Exercise
Make a word-for-word copy of the entries below from their first line through the line with "Declarations are collected", and add nothing.
-- The data follows --
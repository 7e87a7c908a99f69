//! Whole-class assembly.

use crate::{
    assembly::{
        code::{parameter_slots, push_bootstrap_methods, BootstrapEntry, CodeEncoder},
        pool::ConstantPoolBuilder,
    },
    classfile::{AccessFlags, CLASS_MAGIC},
    file::io::push_be,
    Result,
};

const DEFAULT_MAJOR_VERSION: u16 = 52;
const OBJECT: &str = "java/lang/Object";

#[derive(Debug, Clone)]
struct FieldEntry {
    access: AccessFlags,
    name: String,
    descriptor: String,
}

#[derive(Debug, Clone)]
struct CodeBody {
    max_stack: u16,
    max_locals: u16,
    code: Vec<u8>,
}

#[derive(Debug, Clone)]
struct MethodEntry {
    access: AccessFlags,
    name: String,
    descriptor: String,
    code: Option<CodeBody>,
}

/// Builder producing the bytes of a class file.
///
/// Declarations are collected in order and serialized by [`ClassAssembler::finish`]. Only what
/// the indexer reads is emitted: the constant pool, the class header, fields and methods with
/// their `Code` attributes, and a `BootstrapMethods` attribute when a call site needs one.
/// No stack maps are produced, so the output is meant for analysis, not for class loading.
///
/// # Examples
///
/// ```rust
/// use usagescope::assembly::ClassAssembler;
/// use usagescope::classfile::{AccessFlags, ClassFile};
/// use usagescope::disassembler::opcodes;
///
/// let bytes = ClassAssembler::new("a/Foo")
///     .super_class("a/Base")
///     .interface("java/lang/Runnable")
///     .field(AccessFlags::PRIVATE, "bar", "La/Bar;")
///     .method(AccessFlags::PUBLIC, "run", "()V", |code| {
///         code.emit(opcodes::RETURN)?;
///         Ok(())
///     })?
///     .finish()?;
///
/// let class = ClassFile::parse(&bytes)?;
/// assert_eq!(class.super_name()?, Some("a/Base"));
/// assert_eq!(class.interfaces.len(), 1);
/// # Ok::<(), usagescope::Error>(())
/// ```
#[derive(Debug, Clone)]
pub struct ClassAssembler {
    pool: ConstantPoolBuilder,
    bootstrap_methods: Vec<BootstrapEntry>,
    minor_version: u16,
    major_version: u16,
    access: AccessFlags,
    name: String,
    super_class: Option<String>,
    interfaces: Vec<String>,
    fields: Vec<FieldEntry>,
    methods: Vec<MethodEntry>,
}

impl ClassAssembler {
    /// Start a public class named `name` extending `java/lang/Object`, version 52.0.
    #[must_use]
    pub fn new(name: &str) -> Self {
        ClassAssembler {
            pool: ConstantPoolBuilder::new(),
            bootstrap_methods: Vec::new(),
            minor_version: 0,
            major_version: DEFAULT_MAJOR_VERSION,
            access: AccessFlags::PUBLIC | AccessFlags::SUPER,
            name: name.to_string(),
            super_class: Some(OBJECT.to_string()),
            interfaces: Vec::new(),
            fields: Vec::new(),
            methods: Vec::new(),
        }
    }

    /// Set the class access flags.
    #[must_use]
    pub fn access(mut self, access: AccessFlags) -> Self {
        self.access = access;
        self
    }

    /// Set the class-file version.
    #[must_use]
    pub fn version(mut self, major: u16, minor: u16) -> Self {
        self.major_version = major;
        self.minor_version = minor;
        self
    }

    /// Replace the superclass.
    #[must_use]
    pub fn super_class(mut self, name: &str) -> Self {
        self.super_class = Some(name.to_string());
        self
    }

    /// Write `0` as the superclass index, as only `java/lang/Object` itself does.
    #[must_use]
    pub fn without_super_class(mut self) -> Self {
        self.super_class = None;
        self
    }

    /// Add an implemented interface.
    #[must_use]
    pub fn interface(mut self, name: &str) -> Self {
        self.interfaces.push(name.to_string());
        self
    }

    /// Declare a field. The descriptor is written as given.
    #[must_use]
    pub fn field(mut self, access: AccessFlags, name: &str, descriptor: &str) -> Self {
        self.fields.push(FieldEntry {
            access,
            name: name.to_string(),
            descriptor: descriptor.to_string(),
        });
        self
    }

    /// Declare a method with a body written by `body`.
    ///
    /// `max_locals` starts at the slots taken by the parameters, plus one for `this` unless
    /// `access` contains [`AccessFlags::STATIC`].
    ///
    /// # Errors
    /// Returns [`crate::Error::MalformedDescriptor`] if `descriptor` cannot be decoded,
    /// [`crate::Error::Malformed`] if the body is empty, and any error `body` returns.
    pub fn method<F>(
        mut self,
        access: AccessFlags,
        name: &str,
        descriptor: &str,
        body: F,
    ) -> Result<Self>
    where
        F: FnOnce(&mut CodeEncoder<'_>) -> Result<()>,
    {
        let receiver = u16::from(!access.contains(AccessFlags::STATIC));
        let max_locals = parameter_slots(descriptor)?.saturating_add(receiver);

        let mut encoder = CodeEncoder::new(&mut self.pool, &mut self.bootstrap_methods, max_locals);
        body(&mut encoder)?;
        let (max_stack, max_locals, code) = encoder.into_parts();

        if code.is_empty() {
            return Err(malformed_error!("Method {}{} has no code", name, descriptor));
        }

        self.methods.push(MethodEntry {
            access,
            name: name.to_string(),
            descriptor: descriptor.to_string(),
            code: Some(CodeBody {
                max_stack,
                max_locals,
                code,
            }),
        });
        Ok(self)
    }

    /// Declare a method without a `Code` attribute, such as an abstract or native method.
    #[must_use]
    pub fn abstract_method(mut self, access: AccessFlags, name: &str, descriptor: &str) -> Self {
        self.methods.push(MethodEntry {
            access,
            name: name.to_string(),
            descriptor: descriptor.to_string(),
            code: None,
        });
        self
    }

    /// Serialize the class.
    ///
    /// # Errors
    /// Returns [`crate::Error::Malformed`] if the constant pool or one of the tables outgrows
    /// the class-file format.
    pub fn finish(mut self) -> Result<Vec<u8>> {
        let pool = &mut self.pool;
        let this_class = pool.class(&self.name)?;
        let super_class = match &self.super_class {
            Some(name) => pool.class(name)?,
            None => 0,
        };
        let interfaces = self
            .interfaces
            .iter()
            .map(|name| pool.class(name))
            .collect::<Result<Vec<_>>>()?;
        let fields = self
            .fields
            .iter()
            .map(|field| {
                Ok((
                    field.access,
                    pool.utf8(&field.name)?,
                    pool.utf8(&field.descriptor)?,
                ))
            })
            .collect::<Result<Vec<_>>>()?;
        let methods = self
            .methods
            .iter()
            .map(|method| {
                Ok((
                    method.access,
                    pool.utf8(&method.name)?,
                    pool.utf8(&method.descriptor)?,
                    method.code.as_ref(),
                ))
            })
            .collect::<Result<Vec<_>>>()?;
        let code_attribute = if methods.iter().any(|method| method.3.is_some()) {
            pool.utf8("Code")?
        } else {
            0
        };
        let bootstrap_attribute = if self.bootstrap_methods.is_empty() {
            None
        } else {
            Some(pool.utf8("BootstrapMethods")?)
        };

        let mut out = Vec::new();
        push_be(&mut out, CLASS_MAGIC);
        push_be(&mut out, self.minor_version);
        push_be(&mut out, self.major_version);
        push_be(&mut out, pool.count());
        out.extend_from_slice(pool.bytes());

        push_be(&mut out, self.access.bits());
        push_be(&mut out, this_class);
        push_be(&mut out, super_class);
        push_be(&mut out, table_length(interfaces.len(), "interfaces")?);
        for interface in interfaces {
            push_be(&mut out, interface);
        }

        push_be(&mut out, table_length(fields.len(), "fields")?);
        for (access, name, descriptor) in fields {
            push_be(&mut out, access.bits());
            push_be(&mut out, name);
            push_be(&mut out, descriptor);
            push_be(&mut out, 0u16);
        }

        push_be(&mut out, table_length(methods.len(), "methods")?);
        for (access, name, descriptor, code) in methods {
            push_be(&mut out, access.bits());
            push_be(&mut out, name);
            push_be(&mut out, descriptor);
            match code {
                Some(body) => {
                    push_be(&mut out, 1u16);
                    push_code_attribute(&mut out, code_attribute, body)?;
                }
                None => push_be(&mut out, 0u16),
            }
        }

        match bootstrap_attribute {
            Some(attribute_name) => {
                let mut attribute = Vec::new();
                push_bootstrap_methods(&mut attribute, &self.bootstrap_methods)?;

                push_be(&mut out, 1u16);
                push_be(&mut out, attribute_name);
                push_be(&mut out, attribute_length(attribute.len())?);
                out.extend_from_slice(&attribute);
            }
            None => push_be(&mut out, 0u16),
        }

        Ok(out)
    }
}

fn push_code_attribute(out: &mut Vec<u8>, name: u16, body: &CodeBody) -> Result<()> {
    let code_length = attribute_length(body.code.len())?;

    push_be(out, name);
    // max_stack, max_locals, code_length, code, exception_table_length, attributes_count
    push_be(out, attribute_length(2 + 2 + 4 + body.code.len() + 2 + 2)?);
    push_be(out, body.max_stack);
    push_be(out, body.max_locals);
    push_be(out, code_length);
    out.extend_from_slice(&body.code);
    push_be(out, 0u16);
    push_be(out, 0u16);
    Ok(())
}

fn table_length(length: usize, table: &str) -> Result<u16> {
    u16::try_from(length).map_err(|_| malformed_error!("Too many {}: {}", table, length))
}

fn attribute_length(length: usize) -> Result<u32> {
    u32::try_from(length).map_err(|_| malformed_error!("Attribute of {} bytes is too long", length))
}

#[cfg(test)]
mod tests {
    use super::*;
    use crate::{classfile::ClassFile, disassembler::opcodes, Error};

    #[test]
    fn minimal_class() {
        let bytes = ClassAssembler::new("a/Foo").finish().unwrap();
        let class = ClassFile::parse(&bytes).unwrap();
        assert_eq!(class.name().unwrap(), "a/Foo");
        assert_eq!(class.super_name().unwrap(), Some("java/lang/Object"));
        assert_eq!(class.access_flags, AccessFlags::PUBLIC | AccessFlags::SUPER);
        assert!(class.fields.is_empty());
        assert!(class.methods.is_empty());
    }

    #[test]
    fn header_options() {
        let bytes = ClassAssembler::new("java/lang/Object")
            .without_super_class()
            .access(AccessFlags::PUBLIC | AccessFlags::INTERFACE | AccessFlags::ABSTRACT)
            .interface("a/One")
            .interface("a/Two")
            .version(65, 0)
            .finish()
            .unwrap();

        let class = ClassFile::parse(&bytes).unwrap();
        assert_eq!(class.super_name().unwrap(), None);
        assert_eq!(class.major_version, 65);
        assert!(class.access_flags.contains(AccessFlags::INTERFACE));
        let names: Vec<_> = class
            .interfaces
            .iter()
            .map(|&index| class.constant_pool.class_name(index).unwrap())
            .collect();
        assert_eq!(names, ["a/One", "a/Two"]);
    }

    #[test]
    fn default_max_locals() {
        let bytes = ClassAssembler::new("a/Foo")
            .method(AccessFlags::PUBLIC, "instance", "(JI)V", |code| {
                code.emit(opcodes::RETURN)?;
                Ok(())
            })
            .unwrap()
            .method(AccessFlags::STATIC, "statik", "(D)V", |code| {
                code.emit(opcodes::RETURN)?.max_locals(9);
                Ok(())
            })
            .unwrap()
            .finish()
            .unwrap();

        let class = ClassFile::parse(&bytes).unwrap();
        let locals: Vec<_> = class
            .methods
            .iter()
            .map(|method| method.code.as_ref().unwrap().max_locals)
            .collect();
        assert_eq!(locals, [4, 9]);
    }

    #[test]
    fn empty_body_is_rejected() {
        let result = ClassAssembler::new("a/Foo").method(AccessFlags::PUBLIC, "m", "()V", |_| Ok(()));
        assert!(matches!(result, Err(Error::Malformed { .. })));
    }

    #[test]
    fn body_errors_propagate() {
        let result = ClassAssembler::new("a/Foo").method(AccessFlags::PUBLIC, "m", "()V", |code| {
            code.method_insn(opcodes::INVOKEINTERFACE, "a/Api", "call", "(Q)V")?;
            Ok(())
        });
        assert!(matches!(result, Err(Error::MalformedDescriptor(_))));
    }
}
//! Concurrent usage index and parallel batch ingestion.
//!
//! [`SharedUsageIndex`] can be written from many threads at once. Per-key sets live in a
//! [`DashMap`], whose entry API makes get-or-create-then-insert a single atomic step, and the
//! acceptance counter is an [`AtomicUsize`]. Batches of classes are spread over the rayon
//! thread pool with [`SharedUsageIndex::ingest_all`].
//!
//! # Examples
//!
//! ```rust
//! use usagescope::assembly::ClassAssembler;
//! use usagescope::classfile::AccessFlags;
//! use usagescope::{IndexConfig, SharedUsageIndex};
//!
//! let classes = (0..8)
//!     .map(|i| {
//!         ClassAssembler::new(&format!("a/Class{i}"))
//!             .field(AccessFlags::PRIVATE, "target", "La/Target;")
//!             .finish()
//!     })
//!     .collect::<usagescope::Result<Vec<_>>>()?;
//!
//! let shared = SharedUsageIndex::new(IndexConfig::with_namespaces(["a/"]));
//! let report = shared.ingest_all(&classes);
//! assert_eq!(report.indexed, 8);
//! assert!(report.failures.is_empty());
//!
//! let index = shared.into_index();
//! assert_eq!(index.get_usages("s:a/Target").len(), 8);
//! # Ok::<(), usagescope::Error>(())
//! ```

use std::{
    collections::HashSet,
    sync::atomic::{AtomicUsize, Ordering},
};

use dashmap::DashMap;
use rayon::prelude::*;
use tracing::{info, trace, warn};

use crate::{
    index::{config::IndexConfig, indexer::index_class, usages::UsageIndex, usages::UsageSink},
    Error, Result,
};

/// A class that could not be indexed during a batch.
#[derive(Debug)]
pub struct IngestFailure {
    /// Position of the class in the batch
    pub position: usize,
    /// Why it failed
    pub error: Error,
}

/// Outcome of a batch ingestion.
#[derive(Debug, Default)]
pub struct IngestReport {
    /// Number of classes indexed without error
    pub indexed: usize,
    /// Classes that failed, sorted by position
    pub failures: Vec<IngestFailure>,
}

impl IngestReport {
    /// Total number of classes in the batch.
    #[must_use]
    pub fn total(&self) -> usize {
        self.indexed + self.failures.len()
    }
}

/// Thread-safe variant of [`UsageIndex`] with the same filtering and counting rules.
#[derive(Debug, Default)]
pub struct SharedUsageIndex {
    config: IndexConfig,
    usages: DashMap<String, HashSet<String>>,
    accepted: AtomicUsize,
}

impl SharedUsageIndex {
    /// Create an empty index.
    #[must_use]
    pub fn new(config: IndexConfig) -> Self {
        SharedUsageIndex {
            config,
            usages: DashMap::new(),
            accepted: AtomicUsize::new(0),
        }
    }

    /// The configuration this index was created with.
    #[must_use]
    pub fn config(&self) -> &IndexConfig {
        &self.config
    }

    /// Index one class file. May be called from several threads at once.
    ///
    /// # Errors
    /// See [`UsageIndex::ingest`].
    pub fn ingest(&self, bytes: &[u8]) -> Result<()> {
        let mut sink = self;
        index_class(bytes, &mut sink)
    }

    /// Index a batch of class files in parallel, continuing past failures.
    pub fn ingest_all<B>(&self, classes: &[B]) -> IngestReport
    where
        B: AsRef<[u8]> + Sync,
    {
        self.ingest_all_with_progress(classes, |_, _| {})
    }

    /// Index a batch of class files in parallel, calling `progress(done, total)` after each
    /// class. Calls arrive from worker threads in completion order.
    pub fn ingest_all_with_progress<B, F>(&self, classes: &[B], progress: F) -> IngestReport
    where
        B: AsRef<[u8]> + Sync,
        F: Fn(usize, usize) + Sync,
    {
        let total = classes.len();
        let done = AtomicUsize::new(0);

        let mut failures: Vec<IngestFailure> = classes
            .par_iter()
            .enumerate()
            .filter_map(|(position, bytes)| {
                let result = self.ingest(bytes.as_ref());
                progress(done.fetch_add(1, Ordering::Relaxed) + 1, total);

                match result {
                    Ok(()) => None,
                    Err(error) => {
                        warn!(position, %error, "failed to index class");
                        Some(IngestFailure { position, error })
                    }
                }
            })
            .collect();
        failures.sort_by_key(|failure| failure.position);

        let report = IngestReport {
            indexed: total - failures.len(),
            failures,
        };
        info!(
            indexed = report.indexed,
            failed = report.failures.len(),
            keys = self.key_count(),
            "batch indexed"
        );
        report
    }

    /// Record that `usage` references `key`. See [`UsageIndex::add_usage`].
    pub fn add_usage(&self, key: &str, usage: &str) {
        if !self.config.namespaces.accepts(key) {
            trace!(key, "filtered");
            return;
        }

        self.usages
            .entry(key.to_string())
            .or_default()
            .insert(usage.to_string());
        self.accepted.fetch_add(1, Ordering::Relaxed);
    }

    /// All usages recorded against `key`; empty if there are none.
    #[must_use]
    pub fn get_usages(&self, key: &str) -> HashSet<String> {
        self.usages
            .get(key)
            .map(|set| set.value().clone())
            .unwrap_or_default()
    }

    /// Number of accepted insertions so far, counting duplicates.
    #[must_use]
    pub fn usage_count(&self) -> usize {
        self.accepted.load(Ordering::Relaxed)
    }

    /// Number of distinct keys with at least one usage.
    #[must_use]
    pub fn key_count(&self) -> usize {
        self.usages.len()
    }

    /// Freeze into a single-threaded [`UsageIndex`] for querying.
    #[must_use]
    pub fn into_index(self) -> UsageIndex {
        UsageIndex::from_parts(
            self.config,
            self.usages.into_iter().collect(),
            self.accepted.into_inner(),
        )
    }
}

impl UsageSink for &SharedUsageIndex {
    fn add_usage(&mut self, key: &str, usage: &str) {
        SharedUsageIndex::add_usage(self, key, usage);
    }

    fn follows_lambdas(&self) -> bool {
        self.config.index_lambdas
    }
}

#[cfg(test)]
mod tests {
    use std::sync::Mutex;

    use super::*;

    #[test]
    fn concurrent_add_usage() {
        let shared = SharedUsageIndex::new(IndexConfig::with_namespaces(["a/"]));
        (0..1000).into_par_iter().for_each(|i| {
            shared.add_usage("s:a/Foo", &format!("m:a/Caller:m{}:()V", i % 100));
            shared.add_usage("s:java/lang/Object", "m:a/Caller:m:()V");
        });

        assert_eq!(shared.get_usages("s:a/Foo").len(), 100);
        assert_eq!(shared.usage_count(), 1000);
        assert_eq!(shared.key_count(), 1);
    }

    #[test]
    fn failures_are_reported_in_order() {
        let batch: Vec<Vec<u8>> = vec![
            vec![0xCA, 0xFE],
            vec![0x00, 0x00, 0x00, 0x00],
            vec![0xCA, 0xFE, 0xBA, 0xBE],
        ];
        let shared = SharedUsageIndex::default();
        let seen = Mutex::new(Vec::new());

        let report = shared.ingest_all_with_progress(&batch, |done, total| {
            assert_eq!(total, 3);
            seen.lock().unwrap().push(done);
        });

        assert_eq!(report.indexed, 0);
        assert_eq!(report.total(), 3);
        let positions: Vec<_> = report.failures.iter().map(|f| f.position).collect();
        assert_eq!(positions, [0, 1, 2]);
        assert!(matches!(report.failures[1].error, Error::InvalidMagic(0)));

        let mut seen = seen.into_inner().unwrap();
        seen.sort_unstable();
        assert_eq!(seen, [1, 2, 3]);
    }

    #[test]
    fn into_index_keeps_counter() {
        let shared = SharedUsageIndex::new(IndexConfig::unfiltered());
        shared.add_usage("s:x/Y", "m:x/Z:m:()V");
        shared.add_usage("s:x/Y", "m:x/Z:m:()V");

        let index = shared.into_index();
        assert_eq!(index.usage_count(), 2);
        assert_eq!(index.get_usages("s:x/Y").len(), 1);
        assert_eq!(index.config(), &IndexConfig::unfiltered());
    }
}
-- The data concluded --
Task response
repository 7e87a7c908a99f69
//! Whole-class assembly.

use crate::{
    assembly::{
        code::{parameter_slots, push_bootstrap_methods, BootstrapEntry, CodeEncoder},
        pool::ConstantPoolBuilder,
    },
    classfile::{AccessFlags, CLASS_MAGIC},
    file::io::push_be,
    Result,
};

const DEFAULT_MAJOR_VERSION: u16 = 52;
const OBJECT: &str = "java/lang/Object";

#[derive(Debug, Clone)]
struct FieldEntry {
    access: AccessFlags,
    name: String,
    descriptor: String,
}

#[derive(Debug, Clone)]
struct CodeBody {
    max_stack: u16,
    max_locals: u16,
    code: Vec<u8>,
}

#[derive(Debug, Clone)]
struct MethodEntry {
    access: AccessFlags,
    name: String,
    descriptor: String,
    code: Option<CodeBody>,
}

/// Builder producing the bytes of a class file.
///
/// Declarations are collected in order and serialized by [`ClassAssembler::finish`]. Only what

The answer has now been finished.